▶ [WORK TO COMPLETE]
From the entries, copy each line that includes "Interrupted".

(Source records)
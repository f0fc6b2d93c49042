//! Guarded Invocation
//!
//! Calls a registered method on bound arguments behind `catch_unwind`, then
//! resolves the raw result into an [`Actual`] outcome or a [`HarnessError`].

use crate::MethodDef;
use crate::bind::BindError;
use crate::guard::{self, CallLimits};
use crate::outcome::{Actual, Classified, Fault, Interrupted, OutcomeCategory, classify_panic};
use crate::value::ArgValue;
use std::panic::{self, AssertUnwindSafe};
use std::sync::atomic::{AtomicBool, Ordering};
use std::sync::mpsc::{self, RecvTimeoutError};
use std::sync::{Arc, Once};
use std::time::{Duration, Instant};
use thiserror::Error;

/// Failures of the harness itself, as opposed to outcomes of the method.
#[derive(Debug, Clone, PartialEq, Eq, Error)]
pub enum HarnessError {
    /// Arguments did not fit the signature
    #[error(transparent)]
    Bind(#[from] BindError),

    /// Binding failure reported by a worker process, as text
    #[error("{0}")]
    WorkerBind(String),

    /// A panic outside the taxonomy escaped the method
    #[error("unmapped fault: {message}")]
    UnmappedFault {
        /// Panic message
        message: String,
    },

    /// The worker process died or stopped responding mid-case
    #[error("worker crashed: {message}")]
    WorkerCrashed {
        /// What was observed about the worker
        message: String,
    },

    /// Malformed exchange with a worker
    #[error("ipc error: {0}")]
    Ipc(String),

    /// No registered method has this id
    #[error("unknown method: {0}")]
    UnknownMethod(String),

    /// More than one registered method carries this id
    #[error("method id {0:?} is registered more than once")]
    DuplicateMethodId(String),

    /// The harness could not run the call at all
    #[error("invocation failed: {0}")]
    Internal(String),
}

/// Result of a call as seen at the method boundary, before resolution.
#[derive(Debug, Clone, PartialEq)]
pub enum RawOutcome {
    /// Returned normally, with the `Debug` text of a non-unit return value
    Returned(Option<String>),
    /// A typed fault escaped the method
    Faulted(Fault),
    /// Stopped at a checkpoint
    Interrupted(Interrupted),
    /// A panic without a taxonomy payload
    Unmapped(String),
    /// Arguments did not fit the signature; the body never ran
    Bind(BindError),
}

impl RawOutcome {
    /// Resolve into an actual outcome. Interruptions count as a timeout.
    pub fn resolve(self) -> Result<Actual, HarnessError> {
        match self {
            RawOutcome::Returned(_) => Ok(Actual::Completed(OutcomeCategory::Ok)),
            RawOutcome::Faulted(fault) => Ok(Actual::Completed(fault.category())),
            RawOutcome::Interrupted(_) => Ok(Actual::Timeout),
            RawOutcome::Unmapped(message) => Err(HarnessError::UnmappedFault { message }),
            RawOutcome::Bind(err) => Err(HarnessError::Bind(err)),
        }
    }

    /// Rendered return value of a normal return.
    pub fn return_value(&self) -> Option<&str> {
        match self {
            RawOutcome::Returned(value) => value.as_deref(),
            _ => None,
        }
    }
}

/// One evaluated invocation.
#[derive(Debug, Clone, PartialEq)]
pub struct Execution {
    /// Outcome, or why there is none
    pub result: Result<Actual, HarnessError>,
    /// `Debug` text of the return value, if any
    pub return_value: Option<String>,
    /// Wall-clock time of the call
    pub duration: Duration,
}

impl Execution {
    /// Resolve a raw call result.
    pub fn from_raw(raw: RawOutcome, duration: Duration) -> Self {
        let return_value = raw.return_value().map(str::to_string);
        Self {
            result: raw.resolve(),
            return_value,
            duration,
        }
    }

    /// An execution stopped by its budget.
    pub fn timeout(duration: Duration) -> Self {
        Self {
            result: Ok(Actual::Timeout),
            return_value: None,
            duration,
        }
    }

    /// An execution that produced no outcome.
    pub fn harness_error(err: HarnessError, duration: Duration) -> Self {
        Self {
            result: Err(err),
            return_value: None,
            duration,
        }
    }
}

/// Invoke `def` on the current thread.
pub fn call(
    def: &MethodDef,
    args: &[ArgValue],
    limits: CallLimits,
    cancel: Option<Arc<AtomicBool>>,
) -> RawOutcome {
    let _scope = guard::install(limits, cancel);
    let result = panic::catch_unwind(AssertUnwindSafe(|| (def.invoke_fn)(args)));

    match result {
        Ok(Ok(value)) => RawOutcome::Returned(value),
        Ok(Err(bind)) => RawOutcome::Bind(bind),
        Err(payload) => match classify_panic(payload.as_ref()) {
            Classified::Fault(fault) => RawOutcome::Faulted(fault),
            Classified::Interrupted(reason) => RawOutcome::Interrupted(reason),
            Classified::Unmapped(message) => RawOutcome::Unmapped(message),
        },
    }
}

/// Invoke and time `def` with no wall-clock budget.
pub fn execute(def: &MethodDef, args: &[ArgValue], limits: CallLimits) -> Execution {
    let start = Instant::now();
    let raw = call(def, args, limits, None);
    Execution::from_raw(raw, start.elapsed())
}

/// Invoke `def` on a dedicated thread and wait at most `budget`.
///
/// On expiry the cancellation flag is set and the thread is detached; the
/// call unwinds at its next [`checkpoint`](crate::checkpoint) or runs to
/// completion unobserved. The caller never waits past `budget`.
pub fn execute_with_budget(
    def: &'static MethodDef,
    args: Vec<ArgValue>,
    limits: CallLimits,
    budget: Duration,
    stack_size: Option<usize>,
) -> Execution {
    let cancel = Arc::new(AtomicBool::new(false));
    let (tx, rx) = mpsc::channel();
    let start = Instant::now();

    let mut builder = std::thread::Builder::new().name(format!("fluxcase-{}", def.name));
    if let Some(size) = stack_size {
        builder = builder.stack_size(size);
    }

    let flag = cancel.clone();
    let spawned = builder.spawn(move || {
        let raw = call(def, &args, limits, Some(flag));
        let _ = tx.send(raw);
    });

    if let Err(e) = spawned {
        return Execution::harness_error(
            HarnessError::Internal(format!("failed to spawn call thread: {}", e)),
            start.elapsed(),
        );
    }

    match rx.recv_timeout(budget) {
        Ok(raw) => Execution::from_raw(raw, start.elapsed()),
        Err(RecvTimeoutError::Timeout) => {
            cancel.store(true, Ordering::Relaxed);
            tracing::debug!(
                method = def.id,
                budget_ms = budget.as_millis() as u64,
                "Call exceeded budget, abandoning thread"
            );
            Execution::timeout(start.elapsed())
        }
        Err(RecvTimeoutError::Disconnected) => Execution::harness_error(
            HarnessError::Internal("call thread exited without a result".to_string()),
            start.elapsed(),
        ),
    }
}

/// Replace the panic hook with one that stays silent for typed faults.
///
/// Unmapped panics still reach the previous hook. Installing twice is a no-op.
pub fn install_quiet_panic_hook() {
    static INSTALL: Once = Once::new();
    INSTALL.call_once(|| {
        let previous = panic::take_hook();
        panic::set_hook(Box::new(move |info| {
            let payload = info.payload();
            if payload.is::<Fault>() || payload.is::<Interrupted>() {
                return;
            }
            previous(info);
        }));
    });
}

▶ [OUTPUT OF THE EXERCISE]
use crate::outcome::{Actual, Classified, Fault, Interrupted, OutcomeCategory, classify_panic};
    Interrupted(Interrupted),
            RawOutcome::Interrupted(_) => Ok(Actual::Timeout),
            Classified::Interrupted(reason) => RawOutcome::Interrupted(reason),
            if payload.is::<Fault>() || payload.is::<Interrupted>() {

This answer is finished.